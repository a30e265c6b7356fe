//! Scenegen Core - autotest scene-step generation engine
//!
//! Turns requirements (an API selection plus a possibly partial target
//! hierarchy) into scene steps:
//! - Resolves space, scene set and scene through an 8-way strategy table
//! - Registers scene inputs and outputs derived from each API
//! - Generates one step per API with a function-calling model, concurrently
//! - Stages steps for human review or commits them in selector order
//!
//! # Example
//!
//! ```rust,ignore
//! use scenegen_core::{GeneratorConfig, Orchestrator};
//! use tokio_util::sync::CancellationToken;
//!
//! # async fn example(scenes, catalog, context_source, caller) -> Result<(), Box<dyn std::error::Error>> {
//! let orchestrator = Orchestrator::new(
//!     GeneratorConfig::default(),
//!     scenes,
//!     catalog,
//!     context_source,
//!     caller,
//! )?;
//!
//! let response = orchestrator
//!     .apply_json(br#"{"functionName": "create-autotest-scene", ...}"#, CancellationToken::new())
//!     .await?;
//! # Ok(())
//! # }
//! ```

#![warn(unreachable_pub)]

// Core modules
pub mod cache;
pub mod config;
pub mod context;
pub mod context_prompt;
pub mod dispatch;
pub mod error;
pub mod function;
pub mod generation;
pub mod orchestrator;
pub mod platform;
pub mod resolver;
pub mod step;
pub mod types;
pub mod variables;

// Re-exports for convenience
pub use cache::ApiDetailCache;
pub use config::{DispatchMode, FailurePolicy, GenerationSettings, GeneratorConfig, LlmSettings, NamingSettings};
pub use context::ApplyContext;
pub use context_prompt::{ContextPromptBuilder, StepVariables};
pub use dispatch::{commit_turns, CommitTurn};
pub use error::{Cancelled, GenerationFailure, PlatformError, SceneGenError};
pub use function::SceneStepFunction;
pub use generation::GenerationTask;
pub use orchestrator::Orchestrator;
pub use platform::{
    ApiCatalog, ApiOperation, ApiParameter, ApiResponse, ContextVariable, CreateScene,
    CreateSceneSet, CreateSpace, SceneInfo, SceneSetInfo, SceneStore, SceneVariable,
    StepContextSource,
};
pub use resolver::{HierarchyResolver, PlannedCall, ResolutionStrategy};
pub use step::{ApiAssert, ApiBody, ApiInfo, ApiOutParam, ApiParam, ApiSpec};
pub use types::{
    ApiSelector, ApplyRequest, ApplyResponse, Background, FunctionParams, GenerationInput,
    Requirement, ResolvedHierarchy, ResponseError, SceneStepRequest, StepResult, TargetHierarchy,
    UnitFailure,
};
pub use variables::{PlaceholderValues, VariableRegistrar, VariableValue, VariableValuePolicy};

#[cfg(any(test, feature = "mock"))]
pub use platform::{MockApiCatalog, MockSceneStore, MockStepContextSource};

/// Prelude module for common imports
pub mod prelude {
    //! Common imports for working with Scenegen Core
    pub use crate::{
        ApiCatalog, ApplyRequest, ApplyResponse, FailurePolicy, GeneratorConfig, Orchestrator,
        Requirement, SceneGenError, SceneStore, StepContextSource, StepResult, TargetHierarchy,
    };
}

/// Version of this crate
pub const VERSION: &str = env!("CARGO_PKG_VERSION");
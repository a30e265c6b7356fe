//! Scripted function caller

use async_trait::async_trait;
use parking_lot::Mutex;
use scenegen_llm::{ChatMessage, CompletionOptions, FunctionCall, FunctionCaller, FunctionDefinition, LlmError};
use std::sync::atomic::{AtomicUsize, Ordering};
use std::time::Duration;

/// Valid function arguments for a GET step with a status assertion
pub const SAMPLE_ARGUMENTS: &str = r#"{
    "name": "generated",
    "method": "GET",
    "url": "/generated",
    "headers": [{"key": "Authorization", "value": "${{ params.token }}"}],
    "params": [],
    "body": {"type": "application/json", "content": "{\"limit\":10}"},
    "outParams": [{"key": "status", "source": "status", "expression": "status"}],
    "asserts": [{"arg": "status", "operator": "=", "value": "200"}]
}"#;

/// Function caller answering from a script
///
/// Rules are matched against the concatenated message contents, so a rule
/// keyed on an API path applies to that API's unit only.
#[derive(Debug, Default)]
pub struct ScriptedCaller {
    arguments: Mutex<Vec<(String, String)>>,
    failures: Mutex<Vec<String>>,
    delays: Mutex<Vec<(String, Duration)>>,
    prompts: Mutex<Vec<Vec<ChatMessage>>>,
    calls: AtomicUsize,
    in_flight: InFlight,
}

impl ScriptedCaller {
    #[must_use]
    pub fn new() -> Self {
        Self::default()
    }

    /// Answer with `arguments` when a message contains `fragment`
    #[must_use]
    pub fn answer_for(self, fragment: &str, arguments: &str) -> Self {
        self.arguments
            .lock()
            .push((fragment.to_string(), arguments.to_string()));
        self
    }

    /// Fail when a message contains `fragment`
    #[must_use]
    pub fn fail_for(self, fragment: &str) -> Self {
        self.failures.lock().push(fragment.to_string());
        self
    }

    /// Sleep before answering when a message contains `fragment`
    #[must_use]
    pub fn delay_for(self, fragment: &str, delay: Duration) -> Self {
        self.delays.lock().push((fragment.to_string(), delay));
        self
    }

    /// Number of calls so far
    #[must_use]
    pub fn calls(&self) -> usize {
        self.calls.load(Ordering::SeqCst)
    }

    /// Highest number of concurrent calls observed
    #[must_use]
    pub fn max_in_flight(&self) -> usize {
        self.in_flight.max()
    }

    /// Message sequences received, in call order
    #[must_use]
    pub fn prompts(&self) -> Vec<Vec<ChatMessage>> {
        self.prompts.lock().clone()
    }
}

#[async_trait]
impl FunctionCaller for ScriptedCaller {
    async fn call_function(
        &self,
        messages: &[ChatMessage],
        function: &FunctionDefinition,
        _options: &CompletionOptions,
    ) -> Result<FunctionCall, LlmError> {
        self.calls.fetch_add(1, Ordering::SeqCst);
        self.prompts.lock().push(messages.to_vec());
        let text: String = messages.iter().map(|m| m.content.as_str()).collect();

        let delay = self
            .delays
            .lock()
            .iter()
            .find(|(fragment, _)| text.contains(fragment.as_str()))
            .map(|(_, d)| *d);
        let _guard = self.in_flight.enter();
        if let Some(delay) = delay {
            tokio::time::sleep(delay).await;
        } else {
            tokio::task::yield_now().await;
        }

        if self
            .failures
            .lock()
            .iter()
            .any(|fragment| text.contains(fragment.as_str()))
        {
            return Err(LlmError::Request {
                status: 500,
                message: "scripted failure".to_string(),
            });
        }

        let arguments = self
            .arguments
            .lock()
            .iter()
            .find(|(fragment, _)| text.contains(fragment.as_str()))
            .map_or_else(|| SAMPLE_ARGUMENTS.to_string(), |(_, args)| args.clone());

        Ok(FunctionCall {
            name: function.name.clone(),
            arguments,
        })
    }
}

/// Current and peak number of concurrent calls
#[derive(Debug, Default)]
struct InFlight {
    current: AtomicUsize,
    peak: AtomicUsize,
}

impl InFlight {
    fn enter(&self) -> InFlightGuard<'_> {
        let now = self.current.fetch_add(1, Ordering::SeqCst) + 1;
        self.peak.fetch_max(now, Ordering::SeqCst);
        InFlightGuard { owner: self }
    }

    fn max(&self) -> usize {
        self.peak.load(Ordering::SeqCst)
    }
}

struct InFlightGuard<'a> {
    owner: &'a InFlight,
}

impl Drop for InFlightGuard<'_> {
    fn drop(&mut self) {
        self.owner.current.fetch_sub(1, Ordering::SeqCst);
    }
}
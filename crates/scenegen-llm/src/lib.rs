//! Scenegen LLM - function-calling seam
//!
//! The generation engine never talks to a model directly. It hands an ordered
//! message sequence plus a JSON-schema function signature to a
//! [`FunctionCaller`] and receives the raw argument string back.
//!
//! - [`types`]: chat messages, function definitions, completion options
//! - [`openai`]: OpenAI-compatible HTTP implementation (Azure `api-version` aware)
//!
//! # Example
//!
//! ```rust,ignore
//! use scenegen_llm::{ChatMessage, CompletionOptions, FunctionCaller, OpenAiFunctionClient};
//!
//! # async fn example(function: scenegen_llm::FunctionDefinition) -> Result<(), scenegen_llm::LlmError> {
//! let client = OpenAiFunctionClient::from_env("https://api.openai.com/v1", "OPENAI_API_KEY")?;
//! let call = client
//!     .call_function(
//!         &[ChatMessage::user("generate a step")],
//!         &function,
//!         &CompletionOptions::new("gpt-35-turbo-16k", 0.5),
//!     )
//!     .await?;
//! println!("{}", call.arguments);
//! # Ok(())
//! # }
//! ```

#![warn(unreachable_pub)]

pub mod caller;
pub mod error;
pub mod openai;
pub mod types;

pub use error::LlmError;
pub use openai::{OpenAiConfig, OpenAiFunctionClient};
pub use types::{ChatMessage, CompletionOptions, FunctionCall, FunctionDefinition, Role};

pub use caller::FunctionCaller;
#[cfg(any(test, feature = "mock"))]
pub use caller::MockFunctionCaller;

/// Version of this crate
pub const VERSION: &str = env!("CARGO_PKG_VERSION");
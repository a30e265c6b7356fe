//! Per-batch API detail cache using moka
//!
//! Variable registration and generation both need the detail of every
//! selected API. The cache loads each one once per batch; concurrent
//! lookups of the same id wait on a single catalog call.

use crate::context::ApplyContext;
use crate::error::{Cancelled, PlatformError};
use crate::platform::{ApiCatalog, ApiOperation};
use moka::future::Cache;
use std::sync::Arc;

/// API detail cache bound to one catalog
#[derive(Clone)]
pub struct ApiDetailCache {
    inner: Cache<u64, Arc<ApiOperation>>,
    catalog: Arc<dyn ApiCatalog>,
}

impl std::fmt::Debug for ApiDetailCache {
    fn fmt(&self, f: &mut std::fmt::Formatter<'_>) -> std::fmt::Result {
        f.debug_struct("ApiDetailCache")
            .field("entry_count", &self.inner.entry_count())
            .finish_non_exhaustive()
    }
}

impl ApiDetailCache {
    /// Create new cache with max capacity
    #[inline]
    #[must_use]
    pub fn new(catalog: Arc<dyn ApiCatalog>, max_capacity: u64) -> Self {
        Self {
            inner: Cache::new(max_capacity),
            catalog,
        }
    }

    /// Get the detail of an API, loading it on first use
    ///
    /// Failed loads are not cached.
    ///
    /// # Errors
    /// - `Ok(Err(_))` with the catalog failure
    /// - `Err(Cancelled)` if the batch was cancelled
    pub async fn get(
        &self,
        ctx: &ApplyContext,
        api_index_id: u64,
    ) -> Result<Result<Arc<ApiOperation>, PlatformError>, Cancelled> {
        if ctx.is_cancelled() {
            return Err(Cancelled);
        }
        let catalog = Arc::clone(&self.catalog);
        let load = self.inner.try_get_with(api_index_id, async move {
            tracing::debug!("loading api detail for api index {}", api_index_id);
            catalog
                .get_api_operation(ctx.org_id, &ctx.user_id, api_index_id)
                .await
                .map(Arc::new)
        });
        let out = ctx.guard(load).await?;
        Ok(out.map_err(|e| PlatformError::clone(&e)))
    }

    /// Number of cached details
    #[inline]
    #[must_use]
    pub fn entry_count(&self) -> u64 {
        self.inner.entry_count()
    }
}
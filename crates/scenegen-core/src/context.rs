//! Explicit per-batch context
//!
//! Organization, project and acting user travel with every resolver and task
//! call together with the batch cancellation token.

use crate::error::Cancelled;
use crate::types::Background;
use std::future::Future;
use tokio_util::sync::CancellationToken;

/// Context of one `apply` call
#[derive(Debug, Clone)]
pub struct ApplyContext {
    /// Organization id
    pub org_id: u64,
    /// Project id
    pub project_id: u64,
    /// Acting user
    pub user_id: String,
    cancel: CancellationToken,
}

impl ApplyContext {
    /// Create context
    #[must_use]
    pub fn new(org_id: u64, project_id: u64, user_id: impl Into<String>) -> Self {
        Self {
            org_id,
            project_id,
            user_id: user_id.into(),
            cancel: CancellationToken::new(),
        }
    }

    /// Create context from the envelope background
    #[must_use]
    pub fn from_background(background: &Background, cancel: CancellationToken) -> Self {
        Self {
            org_id: background.org_id,
            project_id: background.project_id,
            user_id: background.user_id.clone(),
            cancel,
        }
    }

    /// With cancellation token
    #[inline]
    #[must_use]
    pub fn with_cancellation(mut self, cancel: CancellationToken) -> Self {
        self.cancel = cancel;
        self
    }

    /// Context sharing identity with a child token
    ///
    /// Cancelling the child leaves `self` live; cancelling `self` cancels the child.
    #[must_use]
    pub fn child(&self) -> Self {
        Self {
            cancel: self.cancel.child_token(),
            ..self.clone()
        }
    }

    /// Check if cancellation has been requested
    #[inline]
    #[must_use]
    pub fn is_cancelled(&self) -> bool {
        self.cancel.is_cancelled()
    }

    /// Cancel the batch
    #[inline]
    pub fn cancel(&self) {
        self.cancel.cancel();
    }

    /// Run an external call unless the batch is cancelled
    ///
    /// An already cancelled token wins without polling `call`, so no request
    /// is issued after cancellation was observed.
    ///
    /// # Errors
    /// `Cancelled` if the token fires first
    pub async fn guard<F: Future>(&self, call: F) -> Result<F::Output, Cancelled> {
        tokio::select! {
            biased;
            () = self.cancel.cancelled() => Err(Cancelled),
            out = call => Ok(out),
        }
    }
}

> WORK INSTRUCTION: Every line containing the word "SceneGenError" should be copied from the material.

> PROBLEM SOLUTION:
pub use error::{Cancelled, GenerationFailure, PlatformError, SceneGenError};
        Requirement, SceneGenError, SceneStore, StepContextSource, StepResult, TargetHierarchy,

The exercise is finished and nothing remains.